W marcu 1988 roku B-404 w Cieśninie Friesa, dzięki swojej klasycznej akustyce, wykrywa obcą łódź z dużej odległości i uderza ją aktywną transmisją GAS. Amerykanin wykonuje klapę 180 stopni, ze względu na większą prędkość, z jaką się zdejmuje.
Po przybyciu ze służby torturujemy dowódcę.
- Słuchaj, co oni, ci Amerykanie, obchodzi cię zupa? Swoimi wybrykami Czapajewa przewyższyłeś dla nas wszystkie maliny. Przekazać dowódcy flotylli do eksperymentów?
- Nie rób…
No i wtedy się zaczęło: B-405 w październiku 1988, B-439 w lutym 1988, B-404 w kwietniu 1989 i coraz więcej.
Nasi dzielni dowódcy, z uporem maniaków, nadal rozprowadzali pociski sonarowe do wszystkich amerykańskich łodzi, które spotkały się po drodze.
Ćwierć wieku wcześniej. Utworzenie SJSC „Rubikon”
W 1965 r. Centralny Instytut Badawczy „Morfizpribor” zakończył rozwój kompleksu hydroakustycznego (SAC) MGK-300 „Rubicon” (dla atomowych okrętów podwodnych projektów 661 i 671). W tym samym czasie fabryka Vodtranspribor kończyła tworzenie Kerczeńskiej Państwowej Spółki Akcyjnej dla atomowych okrętów podwodnych, do których nie zmieściła się ogromna antena Rubin. Na tym tle w Centralnym Instytucie Badawczym „Morfizpribor” (i, jak zostanie pokazane poniżej, przy aktywnym zainteresowaniu CDB „Rubin”), pojawił się pomysł stworzenia „zredukowanego” „Rubina” z powszechnym wykorzystaniem już utworzona rezerwa techniczna, m.in. do użytku na okrętach podwodnych z napędem spalinowo-elektrycznym. Mimo niejednoznacznego podejścia do tej inicjatywy, klient (Marynarka Wojenna) otworzył temat tworzenia nowego SAC. Shelekhov SM został mianowany głównym projektantem nowej SJSC, która otrzymała nazwę „Rubicon”.
Ze względu na bardzo rygorystyczne wymagania dotyczące charakterystyk wagowo-gabarytowych i energochłonności (uwzględniając „wzrok” do zainstalowania pierwszego eksperymentalnego SJC na modernizowanym w tym czasie Centralnym Biurze Projektowym Rubin projekt 641B), kwestia zasadniczego wyglądu SJC oraz rozwiązań technicznych zapewniających maksymalny możliwy zasięg wykrywania celu. Głównym sposobem osiągnięcia tego w tamtym czasie była największa główna antena do wyszukiwania kierunku szumów.

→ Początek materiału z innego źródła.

//! Deck analytics: category balance, estimated difficulty and AI history.

use std::collections::BTreeMap;

use serde::{Deserialize, Serialize};

use crate::models::{Card, Category, Difficulty};

/// Maximum number of generation log entries kept
pub const MAX_GENERATION_LOG: usize = 100;

const ABSTRACT_MARKERS: [&str; 5] = ["conceito", "sentimento", "emoção", "ideia", "filosofia"];

#[derive(Debug, Clone, PartialEq, Serialize)]
#[serde(rename_all = "camelCase")]
pub struct CategoryStats {
    pub category: Category,
    pub count: usize,
    pub percentage: f64,
    pub examples: Vec<String>,
}

#[derive(Debug, Clone, PartialEq, Serialize)]
#[serde(rename_all = "camelCase")]
pub struct DifficultyStats {
    pub difficulty: Difficulty,
    pub count: usize,
    pub percentage: f64,
    pub categories: BTreeMap<Category, usize>,
}

#[derive(Debug, Clone, Copy, PartialEq, Eq, Serialize)]
#[serde(rename_all = "camelCase")]
pub struct DeckComposition {
    pub traditional: usize,
    pub ai_generated: usize,
}

#[derive(Debug, Clone, PartialEq, Serialize)]
#[serde(rename_all = "camelCase")]
pub struct CardAnalytics {
    pub total_cards: usize,
    /// Present categories, most common first
    pub by_category: Vec<CategoryStats>,
    /// All difficulties, most common first
    pub by_difficulty: Vec<DifficultyStats>,
    pub average_prompts_per_card: f64,
    pub most_common_category: Category,
    pub least_common_category: Category,
    pub deck_composition: DeckComposition,
}

#[derive(Debug, Clone, Copy, PartialEq, Serialize)]
pub struct CategorySuggestion {
    pub category: Category,
    /// How many cards the category is below the average
    pub priority: f64,
}

fn percentage(count: usize, total: usize) -> f64 {
    if total == 0 {
        0.0
    } else {
        count as f64 / total as f64 * 100.0
    }
}

fn has_consecutive_capitals(text: &str) -> bool {
    let mut previous_upper = false;
    for c in text.chars() {
        let upper = c.is_ascii_uppercase();
        if upper && previous_upper {
            return true;
        }
        previous_upper = upper;
    }
    false
}

/// Guess how hard a card is from the shape of its prompts
pub fn estimate_difficulty(card: &Card) -> Difficulty {
    if card.prompts.is_empty() {
        return Difficulty::Easy;
    }

    let mut score = 0.0;
    for prompt in &card.prompts {
        let words: Vec<&str> = prompt.split_whitespace().collect();
        if !words.is_empty() {
            let total_len: usize = words.iter().map(|w| w.chars().count()).sum();
            let avg_len = total_len as f64 / words.len() as f64;

            // Longer words are harder to mime
            if avg_len > 8.0 {
                score += 2.0;
            } else if avg_len > 6.0 {
                score += 1.0;
            }

            if words.len() > 2 {
                score += 1.0;
            } else if words.len() > 1 {
                score += 0.5;
            }
        }

        let lower = prompt.to_lowercase();
        if ABSTRACT_MARKERS.iter().any(|m| lower.contains(m)) {
            score += 2.0;
        }

        if prompt.contains('-') || has_consecutive_capitals(prompt) {
            score += 1.0;
        }
    }

    let avg = score / card.prompts.len() as f64;
    if avg <= 1.0 {
        Difficulty::Easy
    } else if avg <= 2.5 {
        Difficulty::Medium
    } else {
        Difficulty::Hard
    }
}

/// Analyze the traditional pool together with generated cards
pub fn analyze(traditional: &[Card], ai_cards: &[Card]) -> CardAnalytics {
    let all: Vec<&Card> = traditional.iter().chain(ai_cards.iter()).collect();
    let total = all.len();
    let example_limit = if ai_cards.is_empty() { 3 } else { 5 };

    let mut counts: BTreeMap<Category, usize> = BTreeMap::new();
    let mut examples: BTreeMap<Category, Vec<String>> = BTreeMap::new();
    let mut by_difficulty: Vec<DifficultyStats> = Difficulty::ALL
        .iter()
        .map(|&difficulty| DifficultyStats {
            difficulty,
            count: 0,
            percentage: 0.0,
            categories: BTreeMap::new(),
        })
        .collect();

    for card in &all {
        *counts.entry(card.category).or_insert(0) += 1;
        let list = examples.entry(card.category).or_default();
        if let Some(first) = card.prompts.first() {
            if list.len() < example_limit {
                list.push(first.clone());
            }
        }

        let difficulty = estimate_difficulty(card);
        if let Some(stats) = by_difficulty.iter_mut().find(|s| s.difficulty == difficulty) {
            stats.count += 1;
            *stats.categories.entry(card.category).or_insert(0) += 1;
        }
    }

    let mut by_category: Vec<CategoryStats> = Category::ALL
        .iter()
        .filter_map(|category| {
            counts.get(category).map(|&count| CategoryStats {
                category: *category,
                count,
                percentage: percentage(count, total),
                examples: examples.remove(category).unwrap_or_default(),
            })
        })
        .collect();
    // Stable sort keeps Category::ALL order for ties
    by_category.sort_by(|a, b| b.count.cmp(&a.count));

    for stats in &mut by_difficulty {
        stats.percentage = percentage(stats.count, total);
    }
    by_difficulty.sort_by(|a, b| b.count.cmp(&a.count));

    let total_prompts: usize = all.iter().map(|c| c.prompts.len()).sum();
    let average_prompts_per_card = if total == 0 {
        0.0
    } else {
        (total_prompts as f64 / total as f64 * 10.0).round() / 10.0
    };

    CardAnalytics {
        total_cards: total,
        most_common_category: by_category.first().map(|s| s.category).unwrap_or(Category::Free),
        least_common_category: by_category.last().map(|s| s.category).unwrap_or(Category::Free),
        by_category,
        by_difficulty,
        average_prompts_per_card,
        deck_composition: DeckComposition {
            traditional: traditional.len(),
            ai_generated: ai_cards.len(),
        },
    }
}

/// Advice for evening out the deck
pub fn balance_recommendations(analytics: &CardAnalytics) -> Vec<String> {
    let mut recommendations = Vec::new();

    if !analytics.by_category.is_empty() {
        let threshold = 100.0 / analytics.by_category.len() as f64 * 0.5;
        for stat in &analytics.by_category {
            if stat.percentage < threshold {
                recommendations.push(format!(
                    "Consider generating more \"{}\" cards (only {} cards, {:.1}%)",
                    stat.category.label(),
                    stat.count,
                    stat.percentage
                ));
            }
        }
    }

    if analytics.deck_composition.ai_generated == 0 {
        recommendations.push("Configure the AI for endless, always-varied cards!".to_string());
    }

    if recommendations.is_empty() {
        recommendations.push("Your deck is well balanced!".to_string());
    }

    recommendations
}

/// Categories below the average count, largest deficit first
pub fn suggested_ai_categories(analytics: &CardAnalytics, count: usize) -> Vec<CategorySuggestion> {
    if analytics.by_category.is_empty() {
        return Vec::new();
    }
    let avg = analytics.total_cards as f64 / analytics.by_category.len() as f64;

    let mut suggestions: Vec<CategorySuggestion> = analytics
        .by_category
        .iter()
        .filter_map(|stat| {
            let deficit = avg - stat.count as f64;
            (deficit > 0.0).then_some(CategorySuggestion {
                category: stat.category,
                priority: deficit,
            })
        })
        .collect();
    suggestions.sort_by(|a, b| b.priority.total_cmp(&a.priority));
    suggestions.truncate(count);
    suggestions
}

#[derive(Debug, Clone, PartialEq, Eq, Serialize, Deserialize)]
#[serde(rename_all = "camelCase")]
pub struct GenerationEntry {
    pub timestamp: i64,
    pub category: Category,
    pub difficulty: Difficulty,
    pub prompt: String,
}

/// Rolling record of AI-generated cards
#[derive(Debug, Clone, Default, PartialEq, Eq, Serialize, Deserialize)]
pub struct GenerationLog {
    entries: Vec<GenerationEntry>,
}

#[derive(Debug, Clone, PartialEq, Serialize)]
#[serde(rename_all = "camelCase")]
pub struct AiCardStats {
    pub total_generated: usize,
    pub by_category: BTreeMap<Category, usize>,
    pub by_difficulty: BTreeMap<Difficulty, usize>,
}

impl GenerationLog {
    pub fn record(&mut self, timestamp: i64, card: &Card, difficulty: Difficulty) {
        self.entries.push(GenerationEntry {
            timestamp,
            category: card.category,
            difficulty,
            prompt: card.prompts.first().cloned().unwrap_or_default(),
        });
        if self.entries.len() > MAX_GENERATION_LOG {
            let excess = self.entries.len() - MAX_GENERATION_LOG;
            self.entries.drain(0..excess);
        }
    }

    pub fn entries(&self) -> &[GenerationEntry] {
        &self.entries
    }

    pub fn summary(&self) -> AiCardStats {
        let mut by_category = BTreeMap::new();
        let mut by_difficulty = BTreeMap::new();
        for entry in &self.entries {
            *by_category.entry(entry.category).or_insert(0) += 1;
            *by_difficulty.entry(entry.difficulty).or_insert(0) += 1;
        }
        AiCardStats {
            total_generated: self.entries.len(),
            by_category,
            by_difficulty,
        }
    }
}

/// JSON export of all analytics
pub fn export_analytics(
    traditional: &[Card],
    ai_cards: &[Card],
    log: &GenerationLog,
    timestamp: i64,
) -> serde_json::Value {
    serde_json::json!({
        "traditional": analyze(traditional, &[]),
        "combined": analyze(traditional, ai_cards),
        "ai": log.summary(),
        "generationHistory": log.entries(),
        "timestamp": timestamp,
    })
}

#[cfg(test)]
mod tests {
    use super::*;

    fn card(id: &str, category: Category, prompts: &[&str]) -> Card {
        Card::new(id, category, prompts.iter().map(|p| p.to_string()).collect())
    }

    #[test]
    fn test_estimate_easy() {
        let c = card("a", Category::Animal, &["Gato", "Leão", "Sapo"]);
        assert_eq!(estimate_difficulty(&c), Difficulty::Easy);
    }

    #[test]
    fn test_estimate_medium() {
        // "Escova de dentes": 3 words (+1); "Guarda-chuva": long word (+2) and hyphen (+1)
        let c = card("b", Category::Object, &["Escova de dentes", "Guarda-chuva"]);
        assert_eq!(estimate_difficulty(&c), Difficulty::Medium);
    }

    #[test]
    fn test_estimate_hard() {
        let c = card("c", Category::Thing, &["Sentimento de culpa", "Conceito de tempo"]);
        assert_eq!(estimate_difficulty(&c), Difficulty::Hard);
    }

    #[test]
    fn test_consecutive_capitals_count_as_technical() {
        assert!(has_consecutive_capitals("NASA"));
        assert!(!has_consecutive_capitals("Nasa"));
        let c = card("d", Category::Place, &["NASA"]);
        // 1 point per prompt stays easy
        assert_eq!(estimate_difficulty(&c), Difficulty::Easy);
    }

    #[test]
    fn test_analyze_counts_and_order() {
        let pool = vec![
            card("1", Category::Animal, &["Gato"]),
            card("2", Category::Animal, &["Cão", "Boi"]),
            card("3", Category::Place, &["Praia"]),
            card("4", Category::Animal, &["Rato"]),
        ];
        let analytics = analyze(&pool, &[]);

        assert_eq!(analytics.total_cards, 4);
        assert_eq!(analytics.by_category.len(), 2);
        assert_eq!(analytics.by_category[0].category, Category::Animal);
        assert_eq!(analytics.by_category[0].count, 3);
        assert!((analytics.by_category[0].percentage - 75.0).abs() < 1e-9);
        assert_eq!(analytics.by_category[0].examples, vec!["Gato", "Cão", "Rato"]);
        assert_eq!(analytics.most_common_category, Category::Animal);
        assert_eq!(analytics.least_common_category, Category::Place);
        assert_eq!(analytics.average_prompts_per_card, 1.3);
        assert_eq!(analytics.by_difficulty.len(), 3);
        assert_eq!(analytics.by_difficulty[0].difficulty, Difficulty::Easy);
        assert_eq!(analytics.by_difficulty[0].count, 4);
        assert_eq!(analytics.deck_composition, DeckComposition { traditional: 4, ai_generated: 0 });
    }

    #[test]
    fn test_analyze_empty() {
        let analytics = analyze(&[], &[]);
        assert_eq!(analytics.total_cards, 0);
        assert!(analytics.by_category.is_empty());
        assert_eq!(analytics.most_common_category, Category::Free);
        assert_eq!(analytics.average_prompts_per_card, 0.0);
    }

    #[test]
    fn test_analyze_with_ai_cards() {
        let pool = vec![card("1", Category::Animal, &["Gato"])];
        let ai = vec![card("gemini-1-0-0", Category::Place, &["Museu"])];
        let analytics = analyze(&pool, &ai);
        assert_eq!(analytics.total_cards, 2);
        assert_eq!(analytics.deck_composition.ai_generated, 1);
    }

    #[test]
    fn test_balance_recommendations() {
        let mut pool: Vec<Card> = (0..9)
            .map(|i| card(&format!("a{}", i), Category::Animal, &["Gato"]))
            .collect();
        pool.push(card("p", Category::Place, &["Praia"]));
        let analytics = analyze(&pool, &[]);
        let recs = balance_recommendations(&analytics);
        // Place is 10%, below half of the 50% average
        assert!(recs[0].contains("\"Place\""));
        assert!(recs[0].contains("10.0%"));
        assert!(recs.iter().any(|r| r.contains("Configure the AI")));
    }

    #[test]
    fn test_balanced_deck_message() {
        let pool = vec![card("1", Category::Animal, &["Gato"]), card("2", Category::Place, &["Praia"])];
        let ai = vec![card("gemini-x", Category::Object, &["Garfo"])];
        let recs = balance_recommendations(&analyze(&pool, &ai));
        assert_eq!(recs, vec!["Your deck is well balanced!".to_string()]);
    }

    #[test]
    fn test_suggested_categories_by_deficit() {
        let mut pool: Vec<Card> = (0..6)
            .map(|i| card(&format!("a{}", i), Category::Animal, &["x"]))
            .collect();
        pool.push(card("p1", Category::Place, &["x"]));
        pool.push(card("o1", Category::Object, &["x"]));
        pool.push(card("o2", Category::Object, &["x"]));
        // avg = 9 / 3 = 3
        let suggestions = suggested_ai_categories(&analyze(&pool, &[]), 5);
        assert_eq!(suggestions.len(), 2);
        assert_eq!(suggestions[0].category, Category::Place);
        assert_eq!(suggestions[0].priority, 2.0);
        assert_eq!(suggestions[1].category, Category::Object);

        let top = suggested_ai_categories(&analyze(&pool, &[]), 1);
        assert_eq!(top.len(), 1);
    }

    #[test]
    fn test_generation_log_caps_entries() {
        let mut log = GenerationLog::default();
        for i in 0..(MAX_GENERATION_LOG + 5) {
            let c = card(&format!("g{}", i), Category::Animal, &["Gato"]);
            log.record(i as i64, &c, Difficulty::Hard);
        }
        assert_eq!(log.entries().len(), MAX_GENERATION_LOG);
        assert_eq!(log.entries()[0].timestamp, 5);
        let summary = log.summary();
        assert_eq!(summary.total_generated, MAX_GENERATION_LOG);
        assert_eq!(summary.by_difficulty.get(&Difficulty::Hard), Some(&MAX_GENERATION_LOG));
    }

    #[test]
    fn test_export_contains_sections() {
        let pool = vec![card("1", Category::Animal, &["Gato"])];
        let json = export_analytics(&pool, &[], &GenerationLog::default(), 99);
        assert_eq!(json["timestamp"], 99);
        assert_eq!(json["traditional"]["totalCards"], 1);
        assert_eq!(json["ai"]["totalGenerated"], 0);
        assert_eq!(json["traditional"]["byCategory"][0]["category"], "Animal");
    }
}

Michajłow Yu. A., pierwszy zastępca głównego projektanta Państwowego Komitetu Lotniczego, wspominał:
Koordynacja zadania taktyczno-technicznego (TTZ) była trudna. Klienci stawiali wymagania, które czasem odbiegały od głównego celu, a ich wykonalność i użyteczność nie zawsze były oczywiste. Tak więc wymóg włączenia urządzeń do wykrywania min w kompleksie mógł storpedować cały pomysł, ponieważ problem budowy sprawnych wykrywaczy min nie był wówczas rozwiązany. Wymóg zainstalowania anten pokładowych nie miał żadnego sensu ze względu na wysoki poziom zakłóceń w obszarze instalacji. Dopiero ósma (!) wersja TTZ została uzgodniona i zatwierdzona, gdy rozwój był już w pełnym rozkwicie.
W ten sposób branża z powodzeniem „wycisnęła” flotę zgodnie ze swoją wizją problemu, nad którą prace trwają już od około roku.

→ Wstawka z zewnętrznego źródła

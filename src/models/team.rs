//! Teams and the per-turn history log.

use serde::{Deserialize, Serialize};
use uuid::Uuid;

/// A competing team. Points only change through scoring actions.
#[derive(Debug, Clone, PartialEq, Eq, Serialize, Deserialize)]
pub struct Team {
    pub id: String,
    pub name: String,
    pub points: u32,
}

impl Team {
    /// Create a team with a fresh UUID and zero points
    pub fn new(name: &str) -> Self {
        Self {
            id: Uuid::new_v4().to_string(),
            name: name.trim().to_string(),
            points: 0,
        }
    }
}

/// Immutable record of a completed turn
#[derive(Debug, Clone, PartialEq, Eq, Serialize, Deserialize)]
#[serde(rename_all = "camelCase")]
pub struct HistoryItem {
    pub team_id: String,
    pub card_id: String,
    pub correct: u32,
    pub passed: bool,
    /// Unix time in milliseconds
    pub timestamp: i64,
}
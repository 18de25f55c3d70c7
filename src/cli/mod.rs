//! CLI argument parsing for Mimica.

mod args;

pub use args::{parse_args, CliConfig, VERSION};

Główną ideą koncepcji Rubicon było maksymalne zredukowanie części sprzętowej kompleksu (z 55 ekwiwalentnych stojaków do 7, 5) przy jednoczesnym zachowaniu największej (zgodnie z możliwościami montażu na nośnikach) anteny głównej SAC (umieszczony na nośniku w miejscu o minimalnej ingerencji). Biorąc pod uwagę ograniczenia instalacyjne w projekcie 641B, główną antenę „Rubiconia” zmniejszono 1,5 raza z „Rubin” do „stożka ściętego”, o średnicach 4 i 3,5 mi wysokości 2,4 m.
Dziś jest jasne, że odrzucenie anteny pokładowej dla wersji GAK dla okrętów podwodnych z silnikiem Diesla było dużym błędem. Problem zakłóceń był dotkliwy dla hałaśliwych okrętów podwodnych o napędzie atomowym, ale w okrętach podwodnych z napędem spalinowo-elektrycznym (z niewielkimi zakłóceniami) wdrożenie skutecznej anteny pokładowej było możliwe i celowe już w tamtych latach.
W warunkach zmasowanego przeciwdziałania hydroakustycznego (podczas śledzenia i walki) tylko aktywne ścieżki analogowych SAC zapewniały klasyfikację i generowanie danych o celu. Jednak z wykrywaniem min i sonarem wszystko było znacznie bardziej skomplikowane …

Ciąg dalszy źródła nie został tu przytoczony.